Charge pumps may be used in portable computers to provide a high voltage from a lower voltage source. However, one problem with using charge pumps is that the voltage level provided at an output terminal tends to vary substantially from a desired value. The output of a charge pump is furnished in a series of charge pulses which are stored to provide a source voltage. The charge pump generates this form of output because the output stage functions in the manner of a diode which only transfers charge to the output in a properly biased condition. This creates a voltage ripple on the output of the pump when the current requirements are high relative to the capacitance of the load. Moreover, the output voltage will vary for different source voltages, temperatures, manufacturing processes, and load currents. On the other hand, it is necessary to provide very accurate voltages for programming and erasing the cells of a flash EEPROM memory array. This problem makes it desirable to attempt to regulate the output voltage provided by charge pumps to obtain a relatively constant value over ranges of source voltages, temperatures, and manufacturing processes.
Another way in which the power requirements of the flash EEPROM arrays have been reduced is through the use of negative gate erase techniques. These techniques reduce the amount of current required during the erase of the flash EEPROM memory array and thereby reduce the power used. Consequently, it is especially desirable to regulate the output voltage provided by charge pumps utilized to generate voltages used for negative gate erase operations.

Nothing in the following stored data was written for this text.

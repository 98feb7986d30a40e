//! Idempotency coordinator: check, act and record as one transaction

use chrono::Utc;
use sha2::{Digest, Sha256};
use std::sync::Arc;
use std::time::Duration;
use tracing::{debug, info, warn};

use crate::error::{IdempotencyError, IdempotencyResult};
use crate::message::{validate_key, Message};
use crate::outcome::ProcessingOutcome;
use crate::processor::BusinessProcessor;
use crate::store::{DedupRecord, DedupStore, DedupTransaction, InsertOutcome};

/// Hex SHA-256 of a payload, stored with the dedup record
pub fn payload_digest(payload: &[u8]) -> String {
    hex::encode(Sha256::digest(payload))
}

/// Orchestrates the check-then-act-then-record protocol for each message
///
/// Per message:
/// 1. Begin a store transaction scoped to the key
/// 2. Look up the key; if present return `Duplicate` (nothing is written)
/// 3. Otherwise run the business processor; on error roll back and propagate
/// 4. Insert the dedup record in the same transaction and commit
/// 5. Return `Processed` only once the commit succeeded
///
/// If the insert or commit loses a uniqueness race the record is re-read and
/// the call resolves to `Duplicate`. Every other failure is propagated so the
/// caller does not acknowledge the message.
///
/// Thread-safe and can be shared across partition workers using `Arc`.
pub struct IdempotencyCoordinator<S, P>
where
    S: DedupStore,
    P: BusinessProcessor<S::Transaction>,
{
    store: Arc<S>,
    processor: Arc<P>,
    processing_timeout: Duration,
}

impl<S, P> IdempotencyCoordinator<S, P>
where
    S: DedupStore,
    P: BusinessProcessor<S::Transaction>,
{
    /// Create a new coordinator
    ///
    /// # Arguments
    ///
    /// * `store` - Dedup store shared by every consumer instance
    /// * `processor` - Business effect executor
    /// * `processing_timeout` - Upper bound for one whole attempt (lookup, effect, commit)
    pub fn new(store: Arc<S>, processor: Arc<P>, processing_timeout: Duration) -> Self {
        Self {
            store,
            processor,
            processing_timeout,
        }
    }

    pub fn store(&self) -> &Arc<S> {
        &self.store
    }

    /// Handle one delivery of `message`
    ///
    /// Never returns `ProcessingOutcome::Failed`; failures come back as `Err`.
    /// On timeout the in-flight transaction is dropped, which rolls it back and
    /// leaves the key eligible for retry.
    pub async fn handle(&self, message: &Message) -> IdempotencyResult<ProcessingOutcome<P::Output>> {
        validate_key(&message.key)?;

        match tokio::time::timeout(self.processing_timeout, self.handle_in_transaction(message))
            .await
        {
            Ok(result) => result,
            Err(_) => {
                warn!(
                    key = %message.key,
                    topic = %message.topic,
                    partition = message.partition,
                    offset = message.offset,
                    timeout_ms = self.processing_timeout.as_millis() as u64,
                    "Processing attempt timed out, transaction rolled back"
                );
                Err(IdempotencyError::Timeout(self.processing_timeout))
            }
        }
    }

    async fn handle_in_transaction(
        &self,
        message: &Message,
    ) -> IdempotencyResult<ProcessingOutcome<P::Output>> {
        let digest = payload_digest(&message.payload);
        let mut tx = self.store.begin(&message.key).await?;

        if let Some(existing) = tx.lookup(&message.key).await? {
            if let Err(e) = tx.rollback().await {
                debug!(key = %message.key, error = %e, "Rollback of read-only transaction failed");
            }
            return Ok(self.duplicate(message, &existing, &digest));
        }

        let effect = match self.processor.execute(message, &mut tx).await {
            Ok(effect) => effect,
            Err(err) => {
                warn!(
                    key = %message.key,
                    topic = %message.topic,
                    partition = message.partition,
                    offset = message.offset,
                    error = %err,
                    "Business processor failed, no dedup record written"
                );
                if let Err(e) = tx.rollback().await {
                    debug!(key = %message.key, error = %e, "Rollback after processor failure failed");
                }
                return Err(err.into());
            }
        };

        let record = DedupRecord {
            key: message.key.clone(),
            processed_at: Utc::now(),
            source_topic: message.topic.clone(),
            outcome_hash: Some(digest.clone()),
        };

        match tx.insert_if_absent(&record).await {
            Ok(InsertOutcome::Inserted) => {}
            Ok(InsertOutcome::AlreadyExists) => {
                if let Err(e) = tx.rollback().await {
                    debug!(key = %message.key, error = %e, "Rollback after lost insert race failed");
                }
                return self.resolve_race(message, &digest).await;
            }
            Err(err) if err.is_duplicate_key() => {
                return self.resolve_race(message, &digest).await;
            }
            Err(err) => return Err(err),
        }

        match tx.commit().await {
            Ok(()) => {
                info!(
                    key = %message.key,
                    topic = %message.topic,
                    partition = message.partition,
                    offset = message.offset,
                    "Message processed and dedup record committed"
                );
                Ok(ProcessingOutcome::Processed(effect))
            }
            Err(err) if err.is_duplicate_key() => self.resolve_race(message, &digest).await,
            Err(err) => Err(err),
        }
    }

    /// A concurrent writer committed the key first: its record decides the outcome
    async fn resolve_race(
        &self,
        message: &Message,
        digest: &str,
    ) -> IdempotencyResult<ProcessingOutcome<P::Output>> {
        match self.store.lookup(&message.key).await? {
            Some(existing) => {
                info!(
                    key = %message.key,
                    "Lost dedup insert race to a concurrent consumer, treating as duplicate"
                );
                Ok(self.duplicate(message, &existing, digest))
            }
            None => Err(IdempotencyError::StorageUnavailable(format!(
                "uniqueness conflict for key {} but no dedup record found",
                message.key
            ))),
        }
    }

    fn duplicate(
        &self,
        message: &Message,
        existing: &DedupRecord,
        digest: &str,
    ) -> ProcessingOutcome<P::Output> {
        let payload_mismatch = existing
            .outcome_hash
            .as_deref()
            .is_some_and(|stored| stored != digest);

        if payload_mismatch {
            warn!(
                key = %message.key,
                topic = %message.topic,
                offset = message.offset,
                original_topic = %existing.source_topic,
                "Dedup key reused with a different payload; skipping as duplicate"
            );
        } else {
            debug!(
                key = %message.key,
                topic = %message.topic,
                offset = message.offset,
                original_processed_at = %existing.processed_at,
                "Message already processed, skipping"
            );
        }

        ProcessingOutcome::Duplicate {
            original_processed_at: existing.processed_at,
            payload_mismatch,
        }
    }
}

One voltage necessary for use with flash EEPROM memory arrays is a negative voltage which is used at the gate terminal of a P channel isolation transistor which is part of the word decoder in such memory arrays. Such a transistor must be operated with very little delay once an operation is commenced. For this reason, the negative voltage used must be immediately available. Providing art immediately available voltage from a charge pump normally requires that the charge pump be on at all times. This, in itself, usually requires the expenditure of substantial power. It is, therefore, desirable to provide an ultra-low power negative charge pump circuit which may remain operative while expending very little power.